Supporting information for
"High Efficiency Diffusion Molecular Retention Tumor Targeting"
Yanyan Guo, Hushan Yuan, Hoonsung Cho, Darshini Kuruppu, Kimmo Jokivarsi,
Aayush Agarwal, Khalid Shah, Lee Josephson
Materials and Methods
The synthesis and characterization of the RGD and RAD probes employed here, and
whose structures are given in Figure 2A, is given in detail in [1]. The RGD probe here is
compound 7a while the RAD probe is compound 7b from [1]. A brief description of the
synthesis of these probes is provided, with an outline of steps employed shown in Figure
7. The CyAL5.5 fluorochrome, a variant of Cy5.5 with similar absorption and emission
maxima, was synthesized as described [49]. Probe synthesis employs a multifunctional
single attachment point (MSAP) reagent strategy, where a variety of functional groups
are attached to peptide scaffold and then reacted with targeting RGD or RAD peptides
[50-52]. As shown in Figure 7, two functional groups (DOTA, CyAL5.5) were attached
to a Lys-Lys-βAla-Lys(N3) peptide scaffold on a solid phase, to yield an MSAP reagent
which in peptide notation is (DOTA)Lys(CyAL5.5)-Lys-βAla-Lys(N3).
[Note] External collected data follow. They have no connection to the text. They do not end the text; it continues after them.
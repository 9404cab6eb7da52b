//! Operations included in a block, applied in on-chain order

mod activation;
mod consensus;
mod delegation;
mod evidence;
mod manager;
mod nonce_revelation;
mod staking;

use anyhow::Result;

use bakehouse_common::{
    math::update_count_with_delta,
    node::NodeContent,
    operations::{Operation, OperationBody},
    AccountId, OperationCounts,
};

use super::{BlockStep, CommitUnit};
use crate::context::LedgerContext;

type CountField = fn(&mut OperationCounts) -> &mut i32;

pub struct OperationsCommit;

impl CommitUnit for OperationsCommit {
    fn name(&self) -> &'static str {
        "operations"
    }

    fn apply(&self, ctx: &mut LedgerContext<'_>, step: &mut BlockStep<'_>) -> Result<()> {
        let node = step.node()?;
        for (hash, content) in node.contents() {
            match content {
                NodeContent::Endorsement(c) => consensus::apply_endorsement(ctx, step, hash, c)?,
                NodeContent::Preendorsement(c) => {
                    consensus::apply_preendorsement(ctx, step, hash, c)?
                }
                NodeContent::SeedNonceRevelation(c) => nonce_revelation::apply(ctx, step, hash, c)?,
                NodeContent::DoubleBakingEvidence(c) => evidence::apply(
                    ctx,
                    step,
                    hash,
                    evidence::Misbehaviour::DoubleBaking,
                    c.bh1.level,
                    &c.metadata,
                )?,
                NodeContent::DoubleEndorsementEvidence(c) => evidence::apply(
                    ctx,
                    step,
                    hash,
                    evidence::Misbehaviour::DoubleEndorsing,
                    c.op1.operations.level,
                    &c.metadata,
                )?,
                NodeContent::ActivateAccount(c) => activation::apply(ctx, step, hash, c)?,
                NodeContent::Unsupported => {}
                other => manager::apply(ctx, step, hash, other)?,
            }
        }
        Ok(())
    }

    fn revert(&self, ctx: &mut LedgerContext<'_>, step: &mut BlockStep<'_>) -> Result<()> {
        for op in step.operations_rev(is_block_operation) {
            match &op.body {
                OperationBody::Endorsement { .. } => consensus::revert_endorsement(ctx, step, &op)?,
                OperationBody::Preendorsement { .. } => consensus::revert_preendorsement(ctx, &op)?,
                OperationBody::NonceRevelation { .. } => nonce_revelation::revert(ctx, step, &op)?,
                OperationBody::DoubleBaking(_) | OperationBody::DoubleEndorsing(_) => {
                    evidence::revert(ctx, step, &op)?
                }
                OperationBody::Activation { .. } => activation::revert(ctx, &op)?,
                _ => manager::revert(ctx, step, &op)?,
            }
            ctx.delete_operation(&op)?;
        }
        Ok(())
    }
}

/// Rows written by this unit rather than by the migration, reward or freezer units
fn is_block_operation(body: &OperationBody) -> bool {
    !matches!(
        body,
        OperationBody::Migration { .. }
            | OperationBody::EndorsingReward { .. }
            | OperationBody::FreezerUpdate { .. }
    )
}

fn bump(ctx: &mut LedgerContext<'_>, id: AccountId, field: CountField, delta: i32) -> Result<()> {
    update_count_with_delta(field(&mut ctx.account_mut(id)?.counts), delta)
}

/// Per-account counter of a manager operation body
fn count_field(body: &OperationBody) -> Option<CountField> {
    let field: CountField = match body {
        OperationBody::Transaction { .. } => |c| &mut c.transactions,
        OperationBody::Origination { .. } => |c| &mut c.originations,
        OperationBody::Delegation { .. } => |c| &mut c.delegations,
        OperationBody::Reveal => |c| &mut c.reveals,
        OperationBody::Staking { .. } => |c| &mut c.staking_ops,
        OperationBody::SmartRollupOriginate { .. }
        | OperationBody::SmartRollupPublish { .. }
        | OperationBody::SmartRollupRecoverBond { .. } => |c| &mut c.rollup_ops,
        OperationBody::DalPublishCommitment { .. } => |c| &mut c.dal_ops,
        _ => return None,
    };
    Some(field)
}

/// Count a manager operation on its sender, and on the target of an applied transfer
fn count_manager(ctx: &mut LedgerContext<'_>, op: &Operation, delta: i32) -> Result<()> {
    let (Some(manager), Some(field)) = (&op.manager, count_field(&op.body)) else {
        return Ok(());
    };
    bump(ctx, manager.sender_id, field, delta)?;
    if let OperationBody::Transaction {
        target_id: Some(target),
        ..
    } = op.body
    {
        if op.status.is_applied() && target != manager.sender_id {
            bump(ctx, target, field, delta)?;
        }
    }
    Ok(())
}
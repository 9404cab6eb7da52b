use serde::{Deserialize, Serialize};

use crate::{AccountId, Level, Mutez};

/// Stake of one baker as of a snapshot level
#[derive(Debug, Clone, PartialEq, Eq, Serialize, Deserialize)]
pub struct SnapshotBalance {
    pub level: Level,
    pub account_id: AccountId,
    pub baker_id: AccountId,

    /// Baker's own liquid balance (excluding own stake and unstake requests)
    pub own_delegated_balance: Mutez,
    pub external_delegated_balance: Mutez,
    pub delegators_count: i32,
    pub own_staked_balance: Mutez,
    pub external_staked_balance: Mutez,
    pub stakers_count: i32,
}

impl SnapshotBalance {
    pub fn delegated(&self) -> Mutez {
        self.own_delegated_balance + self.external_delegated_balance
    }

    pub fn staked(&self) -> Mutez {
        self.own_staked_balance + self.external_staked_balance
    }
}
This compound,
5 from[1], was purified by reverse phase HPLC.
Separately, the epsilon lysine amines of RGD and control RAD targeting cyclic
pentapeptides (cyclic RGDfK, cyclic RADfK from Peptides International) were reacted
with a linker of DBCO-PEG4-NHS (Click Chemistry Tools), yielding compounds 3a, 3b.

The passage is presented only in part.